Stepping back, she allowed him to enter, followed and then closed the door behind her. Ty continued on into the kitchen, setting the boxes down on the closest counter. He turned to find Michelle standing behind him in what could only be described as a warrior’s stance.
“When were you going to tell me?” she demanded, her look boring into his.
“Tell you what?”
“That you were offered a job at the hospital,” she all but shouted at him.
“I didn’t think it mattered. You knew I planned to leave. I’ve tried a number of times to discuss it with you but you didn’t want to talk about it.”
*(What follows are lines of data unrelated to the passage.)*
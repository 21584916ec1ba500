// This Source Code Form is subject to the terms of the Mozilla Public
// License, v. 2.0. If a copy of the MPL was not distributed with this
// file, You can obtain one at https://mozilla.org/MPL/2.0/.

//! Detection results

use boxplan_geometry::{Bounds, Point2D, Polygon};
use serde::{Deserialize, Serialize};

use crate::classifier::RoomType;
use crate::face_extractor::FaceStats;
use crate::raster::RasterStats;
use crate::segment_prep::PrepStats;

/// Where a room outline came from
#[derive(Debug, Clone, Copy, Serialize, Deserialize, PartialEq, Eq, Hash)]
#[serde(rename_all = "lowercase")]
pub enum RoomSource {
    /// Planar graph face walk
    Graph,
    /// Raster flood fill
    Raster,
    /// Whole plan boundary, nothing else survived
    Boundary,
    /// Supplied with the floor plan
    Provided,
}

/// A usable region handed to placement. Read-only once built.
#[derive(Debug, Clone, Serialize, Deserialize, PartialEq)]
#[serde(rename_all = "camelCase")]
pub struct Room {
    pub id: String,
    pub polygon: Polygon,
    #[serde(rename = "type")]
    pub room_type: RoomType,
    pub bounds: Bounds,
    pub center: Point2D,
    pub area: f64,
    pub source: RoomSource,
}

impl Room {
    /// Builds a room from a counter-clockwise outline.
    ///
    /// Returns `None` for outlines with no extent.
    pub fn from_polygon(
        id: impl Into<String>,
        polygon: Polygon,
        room_type: RoomType,
        source: RoomSource,
    ) -> Option<Self> {
        let bounds = polygon.bounds()?;
        Some(Self {
            id: id.into(),
            center: polygon.centroid(),
            area: polygon.area(),
            polygon,
            room_type,
            bounds,
            source,
        })
    }

    /// Bounds reject, then point-in-outline
    pub fn contains_point(&self, p: &Point2D) -> bool {
        self.bounds.contains_point(p, 0.0) && self.polygon.contains_point(p)
    }
}

/// Which path produced the final room set
#[derive(Debug, Clone, Copy, Serialize, Deserialize, PartialEq, Eq, Default)]
#[serde(rename_all = "lowercase")]
pub enum DetectionMethod {
    #[default]
    Graph,
    Raster,
    /// Graph faces completed by raster outlines
    Hybrid,
    Boundary,
    Provided,
}

/// Counters collected across one detection run
#[derive(Debug, Clone, Default, PartialEq, Serialize, Deserialize)]
#[serde(rename_all = "camelCase")]
pub struct DetectionStats {
    pub prep: PrepStats,
    pub pruned_filaments: usize,
    pub faces: FaceStats,
    pub raster: Option<RasterStats>,
    pub candidates: usize,
    pub merged: usize,
}

/// Rooms plus how they were found
#[derive(Debug, Clone, Default, Serialize, Deserialize)]
#[serde(rename_all = "camelCase")]
pub struct DetectionOutcome {
    pub rooms: Vec<Room>,
    pub method: DetectionMethod,
    pub stats: DetectionStats,
}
She had the good grace to look away. “So when do you plan to call ahead for a coffee-maker, pack up your boxes and get on your bike?”
“Day after tomorrow.”
She gasped, her face going pale. Her next words came out in a strangled voice. “That soon.”
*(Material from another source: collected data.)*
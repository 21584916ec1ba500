// This Source Code Form is subject to the terms of the Mozilla Public
// License, v. 2.0. If a copy of the MPL was not distributed with this
// file, You can obtain one at https://mozilla.org/MPL/2.0/.

//! Room classification.
//!
//! The rule-based path is always available. A learned model can be injected
//! as a capability; whenever it declines to answer the rules decide.

use std::fmt;
use std::sync::Arc;

use boxplan_geometry::Polygon;
use serde::{Deserialize, Serialize};

/// Aspect ratio above which a narrow room reads as a corridor
const CORRIDOR_ASPECT: f64 = 4.0;
/// Corridors are at most this wide
const CORRIDOR_MAX_WIDTH: f64 = 3.0;
const CLOSET_MAX_AREA: f64 = 4.0;
const HALL_MIN_AREA: f64 = 150.0;

/// What a detected area is used as
#[derive(Debug, Clone, Copy, Serialize, Deserialize, PartialEq, Eq, Hash, Default)]
#[serde(rename_all = "lowercase")]
pub enum RoomType {
    Corridor,
    Closet,
    #[default]
    Room,
    Hall,
}

impl RoomType {
    /// Parses a free-form label from upstream tooling
    pub fn from_label(label: &str) -> Option<Self> {
        match label.trim().to_ascii_lowercase().as_str() {
            "corridor" | "hallway" | "passage" => Some(RoomType::Corridor),
            "closet" | "storage" | "cupboard" => Some(RoomType::Closet),
            "room" | "office" => Some(RoomType::Room),
            "hall" | "warehouse" | "open" => Some(RoomType::Hall),
            _ => None,
        }
    }
}

/// A pluggable room classifier (e.g. a trained model)
pub trait RoomClassify: Send + Sync {
    /// Classifies the outline, or returns `None` to defer to the rules
    fn classify(&self, polygon: &Polygon) -> Option<RoomType>;
}

/// Classifier capability, resolved once when the detector is built
#[derive(Clone, Default)]
pub enum RoomClassifier {
    #[default]
    RuleBased,
    Learned(Arc<dyn RoomClassify>),
}

impl fmt::Debug for RoomClassifier {
    fn fmt(&self, f: &mut fmt::Formatter<'_>) -> fmt::Result {
        match self {
            RoomClassifier::RuleBased => f.write_str("RuleBased"),
            RoomClassifier::Learned(_) => f.write_str("Learned(..)"),
        }
    }
}

impl RoomClassifier {
    pub fn classify(&self, polygon: &Polygon) -> RoomType {
        match self {
            RoomClassifier::RuleBased => classify_by_rules(polygon),
            RoomClassifier::Learned(model) => model
                .classify(polygon)
                .unwrap_or_else(|| classify_by_rules(polygon)),
        }
    }
}

/// Aspect ratio and area thresholds
pub fn classify_by_rules(polygon: &Polygon) -> RoomType {
    let area = polygon.area();
    let Some(bounds) = polygon.bounds() else {
        return RoomType::Room;
    };
    let short = bounds.width().min(bounds.height());
    let long = bounds.width().max(bounds.height());

    if short > 0.0 && long / short >= CORRIDOR_ASPECT && short <= CORRIDOR_MAX_WIDTH {
        RoomType::Corridor
    } else if area < CLOSET_MAX_AREA {
        RoomType::Closet
    } else if area >= HALL_MIN_AREA {
        RoomType::Hall
    } else {
        RoomType::Room
    }
}

#[cfg(test)]
mod tests {
    use super::*;
    use boxplan_geometry::Bounds;

    struct AlwaysHall;

    impl RoomClassify for AlwaysHall {
        fn classify(&self, _polygon: &Polygon) -> Option<RoomType> {
            Some(RoomType::Hall)
        }
    }

    struct Declines;

    impl RoomClassify for Declines {
        fn classify(&self, _polygon: &Polygon) -> Option<RoomType> {
            None
        }
    }

    fn rect(w: f64, h: f64) -> Polygon {
        Bounds::new(0.0, 0.0, w, h).to_polygon()
    }

    #[test]
    fn test_rules() {
        assert_eq!(classify_by_rules(&rect(20.0, 2.0)), RoomType::Corridor);
        assert_eq!(classify_by_rules(&rect(1.5, 1.5)), RoomType::Closet);
        assert_eq!(classify_by_rules(&rect(10.0, 8.0)), RoomType::Room);
        assert_eq!(classify_by_rules(&rect(20.0, 15.0)), RoomType::Hall);
    }

    #[test]
    fn test_learned_overrides_and_degrades() {
        let learned = RoomClassifier::Learned(Arc::new(AlwaysHall));
        assert_eq!(learned.classify(&rect(1.5, 1.5)), RoomType::Hall);

        let declining = RoomClassifier::Learned(Arc::new(Declines));
        assert_eq!(declining.classify(&rect(1.5, 1.5)), RoomType::Closet);
    }

    #[test]
    fn test_from_label() {
        assert_eq!(RoomType::from_label(" Storage "), Some(RoomType::Closet));
        assert_eq!(RoomType::from_label("lobby"), None);
    }
}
“Yeah.” The word drifted off as if he hated to say it. His heart constricted in agony. He was hurting her. Just as he’d hoped he wouldn’t do. He hadn’t expected the depth of pain he’d feel knowing he had to leave her. That she wouldn’t be a part of his life but he couldn’t stay. That was for her sake. He was no good for anyone.
She stood back and studied him. “You are more like your parents than you think.” There was a note of censure in her voice.
“I’m nothing like them,” he said sharply.
“Think about it, Ty. You don’t stay in one place. You’re always running. You don’t even really own anything.”
“Don’t you get it? If I stayed I’d end up failing you. I found that out a long time ago. I’d let you down. I did that once and I refuse to let it happen again.”
“How do you know? You’ve never stayed in one place long enough to see what you’re capable of. You won’t know until you try.”
“I know,” he said, with a surety as immovable as the Appalachian Mountains as he backed away from her.
She shook her head sadly. “You carry so much guilt over Joey. You were a kid. You couldn’t have done more for him.”
He made an aggressive step in Michelle’s direction and bared his teeth as he spat the words. “I could have made my parents take him to a doctor. The hospital. I could have taken him myself. I could have asked someone for help.” He bit the ugly words out. “You don’t know anything about me. What makes you think I wouldn’t let the same thing happen to you?” He pointed his finger at her. “I’m not good enough for you.”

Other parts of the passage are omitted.